Here are reminders of what we don’t want to see in the New Year:
● Hey big spender - During the tenure of the 111th Congress the federal government has accumulated $3.22 trillion more in new debt than it did during the first 100 Congresses combined, according to the U.S. Treasury’s official debt figures. That equals $10,429 in new debt for each and every one of the 308.7 million people in the United States, according to the 2010 Census.
The total national debt of nearly $14 trillion as of Dec. 22 now equals $44,886 for every man, woman and child in the United States.
The 111th Congress captured this scandalous spending label from its predecessor, the 110th Congress.
● Better late than never - "It is not a good policy to have these massive subsidies for first-generation ethanol," Al Gore told a clean energy gathering last week in Greece. He called the benefits of ethanol "trivial," adding that "It's hard once such a program is put in place to deal with the lobbies that keep it going."
"One of the reasons I made that mistake is that I paid particular attention to the farmers in my home state of Tennessee,” he continued, “and I had a certain fondness for the farmers in the state of Iowa because I was about to run for President."
Mr. Gore finally has admitted that the ethanol program that has caused such turmoil, wasted so much money, and benefitted so few is primarily political, but at least he finally came “clean.”
● Compensation for 9-11 first responders - Last year saw politics being played over the James Zadroga 9/11 Health and Compensation Act. You might expect something like this to be a straightforward bill to address a specific problem, but no.
First, it was going to be funded by raising taxes, violating stated Democratic rules that new spending would have to be funded by cuts in other spending. Further, it was poorly written and larded up with $3 billion in pork barrel spending, there were no hearings on the bill, it contained no oversight provisions and no requirement for claimants to provide evidence showing a link between their illnesses and activity at the 9/11 site.
A good purpose, but irresponsibly executed.
● The Imperial Presidency - President Barack Obama has an annoying habit of circumventing the Congress and the Constitution. Although other presidents have dabbled in similar behavior, he has raised it to a high art.
The profusion of “czars”– political decision-makers that are unelected and untouchable by the people, who report to no one but the president — has reached a new high (or low). These czars have the same power as cabinet members, but do not have to go through either a vetting process or Senate confirmation as cabinet members do. The president has authority to appoint such people, but they have no Constitutional regulatory, legislative or law-making powers. Such powers are reserved for the Congress.
The president also has authority to fill open positions while the Senate is in recess, a feature intended to foster efficient operation of the government, but which has been misused by presidents through the years to avoid the confirmation process in the Senate for candidates that are controversial. Mr. Obama will likely give recess appointments to six executive branch officials, bringing to 28 the number of such appointments in his two years. So much for transparency.
Unable to get contentious and dangerous Cap and Trade and Internet Neutrality legislation through Congress, the administration simply ignores the proper method for enacting such measures and imposes new regulations on energy production and the Internet through the Environmental Protection Agency and the Federal Communication Commission. The degree of regulation being imposed on Americans without Congressional approval is higher than at any time in at least 50 years, and perhaps higher than ever before.
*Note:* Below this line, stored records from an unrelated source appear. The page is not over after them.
/// Batches shorter than this are treated as noise bursts, not gestures.
pub const MIN_EVIDENCE: usize = 6;

/// Direction of a swing the tree can actually perform.
#[derive(Debug, Clone, Copy, PartialEq, Eq)]
pub enum SwingDirection {
    Left,
    Right,
}

/// Outcome of classifying one debounced batch of deltas.
///
/// `None` means insufficient evidence; it is produced here and dropped here,
/// never forwarded to the state machine.
#[derive(Debug, Clone, Copy, PartialEq, Eq)]
pub enum Gesture {
    Left,
    Right,
    None,
}

impl Gesture {
    /// The swing this gesture asks for, if any.
    pub fn direction(self) -> Option<SwingDirection> {
        match self {
            Gesture::Left => Some(SwingDirection::Left),
            Gesture::Right => Some(SwingDirection::Right),
            Gesture::None => None,
        }
    }
}

/// Turns a batch of signed deltas into a gesture decision by sign majority.
///
/// A delta counts as positive only when strictly greater than zero; the
/// filter upstream already rejects small magnitudes, so zeros cannot occur,
/// but a stray zero would land on the negative side. Equal counts resolve to
/// `Right` — an artifact of comparing negatives against positives, kept for
/// fidelity rather than meaning.
pub fn classify(deltas: &[f32]) -> Gesture {
    if deltas.len() < MIN_EVIDENCE {
        return Gesture::None;
    }

    let positives = deltas.iter().filter(|delta| **delta > 0.0).count();
    let negatives = deltas.len() - positives;

    if negatives > positives {
        Gesture::Left
    } else {
        Gesture::Right
    }
}

#[cfg(test)]
mod tests {
    use super::*;

    #[test]
    fn short_batches_are_not_gestures() {
        assert_eq!(classify(&[]), Gesture::None);
        assert_eq!(classify(&[-20.0; 5]), Gesture::None);
        assert_eq!(classify(&[20.0; 5]), Gesture::None);
    }

    #[test]
    fn negative_majority_swings_left() {
        let deltas = [-20.0, -18.0, -25.0, -14.5, 16.0, -30.0];
        assert_eq!(classify(&deltas), Gesture::Left);
    }

    #[test]
    fn positive_majority_swings_right() {
        let deltas = [20.0, 18.0, 25.0, 14.5, -16.0, 30.0, 21.0];
        assert_eq!(classify(&deltas), Gesture::Right);
    }

    #[test]
    fn ties_resolve_to_right() {
        let deltas = [-20.0, -20.0, -20.0, 20.0, 20.0, 20.0];
        assert_eq!(classify(&deltas), Gesture::Right);
    }

    #[test]
    fn none_has_no_direction() {
        assert_eq!(Gesture::None.direction(), None);
        assert_eq!(Gesture::Left.direction(), Some(SwingDirection::Left));
        assert_eq!(Gesture::Right.direction(), Some(SwingDirection::Right));
    }
}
Our government was designed specifically with power dispersed through three co-equal branches, and a system of checks and balances to prevent any single branch from having too much power.
From time to time presidents must be reminded that they are only the President of the United States, not a King, Emperor or Grand Poobah. The time for a reminder has come.
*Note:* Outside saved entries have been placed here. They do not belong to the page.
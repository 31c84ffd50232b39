//! The signal-to-gesture event loop.
//!
//! Wires the external sampler to the tree: raw samples are filtered,
//! accepted deltas buffered behind the trailing-edge debounce, and each
//! flushed batch classified into a gesture that is offered to the state
//! machine. A swing runs as its own task, so samples arriving mid-swing are
//! still filtered and buffered; their eventual gesture is simply dropped by
//! the state machine, which is the intended backpressure behavior.

use tokio::sync::mpsc;

use crate::debounce::DebounceAggregator;
use crate::render::LeafHandle;
use crate::signal::{self, BandwidthSample};
use crate::tree::DopplerTree;
use crate::gesture;

/// Consumes the sampler channel until it closes.
///
/// Everything here is serialized on one task: pushes into the aggregator
/// and batch flushes can never interleave. Only the swing itself leaves
/// this loop, as a spawned task guarded by the tree's state machine.
pub async fn listen<H>(tree: DopplerTree<H>, mut samples: mpsc::Receiver<BandwidthSample>)
where
    H: LeafHandle + 'static,
{
    let mut aggregator = DebounceAggregator::new();

    loop {
        tokio::select! {
            received = samples.recv() => {
                let Some(sample) = received else { break };
                if let Some(delta) = signal::accept(&sample) {
                    aggregator.push(delta);
                }
            }
            _ = aggregator.expired() => {
                let batch = aggregator.take_batch();
                let Some(direction) = gesture::classify(&batch).direction() else {
                    tracing::debug!(len = batch.len(), "batch discarded");
                    continue;
                };
                let tree = tree.clone();
                tokio::spawn(async move {
                    if let Err(err) = tree.request_swing(direction).await {
                        tracing::warn!(%err, "swing aborted");
                    }
                });
            }
        }
    }
}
A fitting reminder can be found in the words of George Washington, who said in November of 1787, less than two months after the US Constitution was signed, “The power under the Constitution will always be in the people. It is entrusted for certain defined purposes, and for a certain limited period, to representatives of their own choosing; and, whenever it is executed contrary to their interest, or not agreeable to their wishes, their servants can and undoubtedly will be recalled.”
More 18th century wisdom comes from Daniel Webster: “It is hardly too strong to say that the Constitution was made to guard the people against the dangers of good intentions. There are men in all ages who mean to govern well, but they mean to govern. They promise to be good masters, but they mean to be masters.”
We’ve had enough of masters governing us. Now we need public servants.